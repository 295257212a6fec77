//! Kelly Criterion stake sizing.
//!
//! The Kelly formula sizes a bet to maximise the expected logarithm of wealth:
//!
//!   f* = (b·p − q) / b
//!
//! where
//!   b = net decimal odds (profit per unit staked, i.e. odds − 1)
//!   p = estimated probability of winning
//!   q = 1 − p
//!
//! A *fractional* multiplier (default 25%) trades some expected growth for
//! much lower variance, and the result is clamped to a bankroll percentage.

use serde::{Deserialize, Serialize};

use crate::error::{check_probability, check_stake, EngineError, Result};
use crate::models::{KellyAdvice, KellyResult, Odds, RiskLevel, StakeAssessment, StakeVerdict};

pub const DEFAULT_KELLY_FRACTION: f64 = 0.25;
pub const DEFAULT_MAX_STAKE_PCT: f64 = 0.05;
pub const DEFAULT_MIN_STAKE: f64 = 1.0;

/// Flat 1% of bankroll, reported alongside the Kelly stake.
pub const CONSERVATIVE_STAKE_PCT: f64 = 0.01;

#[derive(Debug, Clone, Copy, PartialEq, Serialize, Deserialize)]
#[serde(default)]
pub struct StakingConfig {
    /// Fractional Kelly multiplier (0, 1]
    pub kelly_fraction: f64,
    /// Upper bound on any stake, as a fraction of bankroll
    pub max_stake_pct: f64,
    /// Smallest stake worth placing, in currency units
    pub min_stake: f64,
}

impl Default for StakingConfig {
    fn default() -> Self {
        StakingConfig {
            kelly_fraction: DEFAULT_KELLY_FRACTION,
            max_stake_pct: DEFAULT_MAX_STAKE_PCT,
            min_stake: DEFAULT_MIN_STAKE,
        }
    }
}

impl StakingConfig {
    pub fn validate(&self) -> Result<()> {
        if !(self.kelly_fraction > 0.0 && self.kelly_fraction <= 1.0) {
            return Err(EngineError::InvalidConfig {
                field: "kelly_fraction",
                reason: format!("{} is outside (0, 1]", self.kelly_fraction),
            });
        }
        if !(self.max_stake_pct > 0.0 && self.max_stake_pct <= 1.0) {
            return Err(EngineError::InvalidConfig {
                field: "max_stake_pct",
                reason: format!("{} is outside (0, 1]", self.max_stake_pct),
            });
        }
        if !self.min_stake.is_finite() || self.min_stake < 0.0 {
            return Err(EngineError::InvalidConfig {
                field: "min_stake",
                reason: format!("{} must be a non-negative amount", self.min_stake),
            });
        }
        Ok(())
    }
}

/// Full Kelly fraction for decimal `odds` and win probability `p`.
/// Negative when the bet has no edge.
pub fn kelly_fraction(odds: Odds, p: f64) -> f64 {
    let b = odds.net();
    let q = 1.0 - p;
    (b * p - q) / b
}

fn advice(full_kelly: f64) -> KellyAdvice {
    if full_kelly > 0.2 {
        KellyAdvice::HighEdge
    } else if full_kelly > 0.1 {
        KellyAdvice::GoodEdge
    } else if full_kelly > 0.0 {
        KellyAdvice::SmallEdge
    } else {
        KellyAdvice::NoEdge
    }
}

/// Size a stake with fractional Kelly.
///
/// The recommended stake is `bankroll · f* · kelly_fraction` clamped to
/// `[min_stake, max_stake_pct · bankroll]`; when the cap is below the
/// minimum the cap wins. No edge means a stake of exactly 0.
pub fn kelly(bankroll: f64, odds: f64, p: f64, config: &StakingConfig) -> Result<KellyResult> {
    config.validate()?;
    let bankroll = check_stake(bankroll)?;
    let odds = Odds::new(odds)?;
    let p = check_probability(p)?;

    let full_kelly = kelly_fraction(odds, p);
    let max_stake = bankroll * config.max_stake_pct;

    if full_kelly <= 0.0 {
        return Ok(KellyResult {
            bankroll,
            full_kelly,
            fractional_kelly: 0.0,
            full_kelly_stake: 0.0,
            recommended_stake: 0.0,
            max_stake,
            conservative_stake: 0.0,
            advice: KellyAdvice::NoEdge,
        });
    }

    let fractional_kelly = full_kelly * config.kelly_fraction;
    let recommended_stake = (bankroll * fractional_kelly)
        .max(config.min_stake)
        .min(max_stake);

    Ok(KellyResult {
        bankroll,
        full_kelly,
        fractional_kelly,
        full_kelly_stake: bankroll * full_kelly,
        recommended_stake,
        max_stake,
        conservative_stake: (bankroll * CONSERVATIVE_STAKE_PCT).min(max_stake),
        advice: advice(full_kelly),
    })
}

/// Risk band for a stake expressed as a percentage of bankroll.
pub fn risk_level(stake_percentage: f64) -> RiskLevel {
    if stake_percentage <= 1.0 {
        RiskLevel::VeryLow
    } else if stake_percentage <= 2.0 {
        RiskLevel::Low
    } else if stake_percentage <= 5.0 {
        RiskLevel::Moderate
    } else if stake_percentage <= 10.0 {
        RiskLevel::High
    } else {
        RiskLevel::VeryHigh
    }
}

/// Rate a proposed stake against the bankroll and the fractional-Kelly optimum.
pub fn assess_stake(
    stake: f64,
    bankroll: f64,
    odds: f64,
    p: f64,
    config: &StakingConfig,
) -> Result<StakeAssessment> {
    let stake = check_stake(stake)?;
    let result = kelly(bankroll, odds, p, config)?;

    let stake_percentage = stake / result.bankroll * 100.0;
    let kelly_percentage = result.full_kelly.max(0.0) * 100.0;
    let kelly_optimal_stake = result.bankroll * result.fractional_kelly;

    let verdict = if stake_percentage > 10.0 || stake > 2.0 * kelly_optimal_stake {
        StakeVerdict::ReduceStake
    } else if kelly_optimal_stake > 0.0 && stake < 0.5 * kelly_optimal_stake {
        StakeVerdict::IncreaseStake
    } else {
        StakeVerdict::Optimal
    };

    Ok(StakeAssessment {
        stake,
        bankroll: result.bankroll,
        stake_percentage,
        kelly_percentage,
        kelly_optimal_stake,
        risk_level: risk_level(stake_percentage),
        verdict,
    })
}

━━━━━━━━━━━━━━━━━━━━

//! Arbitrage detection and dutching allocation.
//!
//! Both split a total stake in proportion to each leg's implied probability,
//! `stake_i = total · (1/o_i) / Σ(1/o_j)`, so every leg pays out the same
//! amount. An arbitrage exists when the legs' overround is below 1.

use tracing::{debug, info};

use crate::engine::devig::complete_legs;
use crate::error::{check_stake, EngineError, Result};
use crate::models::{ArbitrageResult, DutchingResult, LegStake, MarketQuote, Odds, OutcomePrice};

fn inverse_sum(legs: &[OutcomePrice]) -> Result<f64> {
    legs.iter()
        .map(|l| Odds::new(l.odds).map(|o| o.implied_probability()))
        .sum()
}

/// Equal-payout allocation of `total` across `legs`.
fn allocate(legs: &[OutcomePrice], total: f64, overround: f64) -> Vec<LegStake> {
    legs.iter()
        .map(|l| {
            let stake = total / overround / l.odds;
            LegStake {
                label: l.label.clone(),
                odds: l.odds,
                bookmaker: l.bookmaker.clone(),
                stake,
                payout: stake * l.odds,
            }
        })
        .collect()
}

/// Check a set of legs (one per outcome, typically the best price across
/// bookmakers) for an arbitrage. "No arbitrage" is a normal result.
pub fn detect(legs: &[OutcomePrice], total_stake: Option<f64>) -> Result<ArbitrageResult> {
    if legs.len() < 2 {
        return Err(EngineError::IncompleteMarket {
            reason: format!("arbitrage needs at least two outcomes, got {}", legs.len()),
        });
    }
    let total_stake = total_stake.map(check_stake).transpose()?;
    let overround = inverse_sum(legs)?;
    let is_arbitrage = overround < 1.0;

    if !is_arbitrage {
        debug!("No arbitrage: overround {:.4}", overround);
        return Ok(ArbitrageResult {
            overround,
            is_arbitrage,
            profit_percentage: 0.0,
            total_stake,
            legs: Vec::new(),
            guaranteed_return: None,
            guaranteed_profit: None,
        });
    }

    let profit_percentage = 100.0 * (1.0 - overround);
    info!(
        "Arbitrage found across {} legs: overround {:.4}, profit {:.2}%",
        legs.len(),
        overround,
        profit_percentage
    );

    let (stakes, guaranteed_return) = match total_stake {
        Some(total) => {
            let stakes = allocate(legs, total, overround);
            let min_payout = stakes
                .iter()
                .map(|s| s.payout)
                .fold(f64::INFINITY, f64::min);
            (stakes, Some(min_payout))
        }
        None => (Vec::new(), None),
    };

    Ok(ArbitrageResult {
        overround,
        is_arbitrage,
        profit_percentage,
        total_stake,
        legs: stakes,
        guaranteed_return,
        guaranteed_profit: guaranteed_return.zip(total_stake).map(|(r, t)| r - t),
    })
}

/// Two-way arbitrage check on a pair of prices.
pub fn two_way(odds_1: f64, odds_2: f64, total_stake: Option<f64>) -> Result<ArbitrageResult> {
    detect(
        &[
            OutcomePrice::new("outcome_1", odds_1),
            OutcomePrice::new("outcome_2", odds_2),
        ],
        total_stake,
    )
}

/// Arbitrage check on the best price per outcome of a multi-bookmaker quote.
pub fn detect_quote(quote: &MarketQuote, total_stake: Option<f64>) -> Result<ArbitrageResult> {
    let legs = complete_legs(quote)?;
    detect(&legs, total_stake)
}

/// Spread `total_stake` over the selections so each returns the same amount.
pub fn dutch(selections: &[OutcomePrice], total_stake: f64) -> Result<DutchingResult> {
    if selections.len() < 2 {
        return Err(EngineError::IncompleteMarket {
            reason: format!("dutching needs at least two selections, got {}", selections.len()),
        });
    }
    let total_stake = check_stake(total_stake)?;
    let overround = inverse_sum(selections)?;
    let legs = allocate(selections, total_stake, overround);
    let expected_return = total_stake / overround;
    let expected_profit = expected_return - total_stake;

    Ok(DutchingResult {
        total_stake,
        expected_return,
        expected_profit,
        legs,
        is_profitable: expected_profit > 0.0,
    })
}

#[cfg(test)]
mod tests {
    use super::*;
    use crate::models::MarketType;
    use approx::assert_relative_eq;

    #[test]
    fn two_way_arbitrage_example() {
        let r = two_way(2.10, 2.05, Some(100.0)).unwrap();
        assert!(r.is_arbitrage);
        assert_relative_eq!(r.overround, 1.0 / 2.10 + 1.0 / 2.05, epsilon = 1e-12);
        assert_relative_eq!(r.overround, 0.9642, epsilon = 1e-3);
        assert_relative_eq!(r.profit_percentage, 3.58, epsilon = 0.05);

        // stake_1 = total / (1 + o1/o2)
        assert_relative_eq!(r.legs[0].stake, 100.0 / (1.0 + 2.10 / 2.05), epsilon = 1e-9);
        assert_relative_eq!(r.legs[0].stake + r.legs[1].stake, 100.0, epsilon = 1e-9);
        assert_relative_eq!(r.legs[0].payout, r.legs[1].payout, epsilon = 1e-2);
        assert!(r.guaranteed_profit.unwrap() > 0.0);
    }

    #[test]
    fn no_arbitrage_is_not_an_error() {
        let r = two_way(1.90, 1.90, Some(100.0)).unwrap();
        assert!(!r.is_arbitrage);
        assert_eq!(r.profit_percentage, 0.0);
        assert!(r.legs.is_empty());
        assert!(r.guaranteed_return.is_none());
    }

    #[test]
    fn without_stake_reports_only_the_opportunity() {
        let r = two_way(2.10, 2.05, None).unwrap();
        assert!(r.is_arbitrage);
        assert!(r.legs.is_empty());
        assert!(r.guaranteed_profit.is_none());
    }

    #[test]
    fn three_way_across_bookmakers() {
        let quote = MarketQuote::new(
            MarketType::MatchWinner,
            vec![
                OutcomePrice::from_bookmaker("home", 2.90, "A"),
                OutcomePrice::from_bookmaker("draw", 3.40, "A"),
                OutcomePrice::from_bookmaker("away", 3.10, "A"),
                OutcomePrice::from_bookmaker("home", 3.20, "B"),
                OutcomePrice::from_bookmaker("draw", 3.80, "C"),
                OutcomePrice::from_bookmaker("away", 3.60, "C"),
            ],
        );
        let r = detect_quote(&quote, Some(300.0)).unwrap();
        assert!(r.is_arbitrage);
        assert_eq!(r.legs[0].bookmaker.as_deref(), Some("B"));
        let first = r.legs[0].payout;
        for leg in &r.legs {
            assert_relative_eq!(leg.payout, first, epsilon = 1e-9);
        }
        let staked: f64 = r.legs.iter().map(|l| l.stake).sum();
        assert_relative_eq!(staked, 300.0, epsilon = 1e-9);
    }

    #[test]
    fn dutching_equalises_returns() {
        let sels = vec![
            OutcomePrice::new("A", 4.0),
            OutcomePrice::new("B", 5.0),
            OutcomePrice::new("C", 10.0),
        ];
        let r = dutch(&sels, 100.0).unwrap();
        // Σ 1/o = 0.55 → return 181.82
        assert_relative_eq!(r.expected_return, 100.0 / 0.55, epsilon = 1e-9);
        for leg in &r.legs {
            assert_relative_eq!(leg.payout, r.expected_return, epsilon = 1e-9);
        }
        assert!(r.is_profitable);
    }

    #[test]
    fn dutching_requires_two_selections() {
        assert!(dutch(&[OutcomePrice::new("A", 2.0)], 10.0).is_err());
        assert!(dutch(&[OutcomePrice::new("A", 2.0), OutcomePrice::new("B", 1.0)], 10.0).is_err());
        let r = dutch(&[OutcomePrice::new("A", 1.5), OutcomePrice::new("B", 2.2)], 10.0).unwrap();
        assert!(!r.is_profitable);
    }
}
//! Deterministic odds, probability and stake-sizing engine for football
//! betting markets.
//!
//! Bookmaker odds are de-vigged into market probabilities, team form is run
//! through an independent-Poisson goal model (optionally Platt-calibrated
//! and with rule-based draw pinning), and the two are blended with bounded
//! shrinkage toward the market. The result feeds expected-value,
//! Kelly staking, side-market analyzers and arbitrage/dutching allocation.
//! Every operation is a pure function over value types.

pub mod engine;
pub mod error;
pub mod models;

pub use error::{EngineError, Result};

━━━━━━━━━━━━━━━━━━━━

Exercise description:
Output should match, line for line, the stretch of the material above from the line holding "f64, total_stake: Option<f64>)" through the line holding "the same amount.".

Task output:
pub fn two_way(odds_1: f64, odds_2: f64, total_stake: Option<f64>) -> Result<ArbitrageResult> {
    detect(
        &[
            OutcomePrice::new("outcome_1", odds_1),
            OutcomePrice::new("outcome_2", odds_2),
        ],
        total_stake,
    )
}

/// Arbitrage check on the best price per outcome of a multi-bookmaker quote.
pub fn detect_quote(quote: &MarketQuote, total_stake: Option<f64>) -> Result<ArbitrageResult> {
    let legs = complete_legs(quote)?;
    detect(&legs, total_stake)
}

/// Spread `total_stake` over the selections so each returns the same amount.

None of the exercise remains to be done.